The p65 subunit of NF-κB involves in RIP140-mediated inflammatory and metabolic dysregulation in cardiomyocytes

• Elevated NF-κB activity in neonatal rat cardiomyocytes overexpressing RIP140.
• RIP140 impacts proinflammatory response of cardiomyocytes via p65-NF-κB pathway.
• p65-NF-κB is involved in RIP140-induced metabolic dysregulation in cardiomyocytes.

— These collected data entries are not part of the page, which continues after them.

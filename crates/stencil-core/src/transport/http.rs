//! HTTP(S) transport

use super::Content;
use crate::error::ProviderError;
use crate::provider::ProviderResult;
use crate::resource::{unsupported, Resource, ResourceProvider};
use async_trait::async_trait;
use reqwest::StatusCode;
use std::time::Duration;
use tracing::debug;
use url::Url;

/// Fetches `http:` and `https:` URLs as a single file
#[derive(Debug, Clone)]
pub struct HttpTransport {
    client: reqwest::Client,
}

impl HttpTransport {
    /// Create a transport with a custom user agent and request timeout
    pub fn new(user_agent: &str, timeout: Duration) -> Self {
        Self {
            client: build_client(user_agent, timeout),
        }
    }

    pub fn with_client(client: reqwest::Client) -> Self {
        Self { client }
    }
}

pub(crate) fn build_client(user_agent: &str, timeout: Duration) -> reqwest::Client {
    reqwest::Client::builder()
        .user_agent(user_agent)
        .timeout(timeout)
        .build()
        .unwrap_or_else(|_| reqwest::Client::new())
}

/// GET `url`, mapping 404 to [`ProviderError::NotFound`] and requiring a body
pub(crate) async fn fetch(client: &reqwest::Client, url: &Url) -> ProviderResult<Vec<u8>> {
    debug!(url = %url, "fetching");
    let response = client
        .get(url.clone())
        .send()
        .await
        .map_err(|e| ProviderError::failed_with(format!("Failed to fetch {}", url), e))?;

    let status = response.status();
    if status == StatusCode::NOT_FOUND {
        return Err(ProviderError::NotFound(format!("Resource not found: {}", url)));
    }
    if !status.is_success() {
        return Err(ProviderError::failed(format!(
            "Failed to fetch {}: HTTP {}",
            url, status
        )));
    }
    if status == StatusCode::NO_CONTENT {
        return Err(ProviderError::failed(format!(
            "Failed to fetch {}: the response has no content",
            url
        )));
    }

    let bytes = response
        .bytes()
        .await
        .map_err(|e| ProviderError::failed_with(format!("Failed to read response from {}", url), e))?;
    Ok(bytes.to_vec())
}

#[async_trait]
impl ResourceProvider<Content> for HttpTransport {
    fn supports(&self, url: &Url) -> bool {
        matches!(url.scheme(), "http" | "https")
    }

    async fn get(&self, url: &Url) -> ProviderResult<Resource<Content>> {
        if !self.supports(url) {
            return Err(unsupported(url));
        }
        let bytes = fetch(&self.client, url).await?;
        Ok(Resource::new(url.clone(), Content::File(bytes)))
    }
}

The transcription factor NF-κB regulates expression of many genes that are involved in inflammation, fatty acid and glucose metabolism, and plays a crucial role in cardiac pathological processes. RIP140 is a corepressor that down-regulates expression of genes involved in the cellular substrate uptake and mitochondrial β-oxidation. In addition to this, RIP140 also acts as a coactivator for p65-NF-κB, potentiating the secretion of proinflammatory cytokines in macrophages, but the effects in cardiomyocytes are still unknown. In this study, overexpression of RIP140 induced proinflammatory gene expression and cytokine release in neonatal rat cardiomyocytes, which could be reversed by p65-NF-κB inhibition. Furthermore, RIP140-mediated repression of metabolic-related genes, mitochondrial biogenesis and metabolic function were weakened after knocking down of p65-NF-κB. These findings suggest that p65-NF-κB plays an important role in RIP140-mediated proinflammatory response and energy metabolism in cardiomyocytes, and provide evidence for the crosstalk between proinflammatory processes and metabolic dysregulation in the heart.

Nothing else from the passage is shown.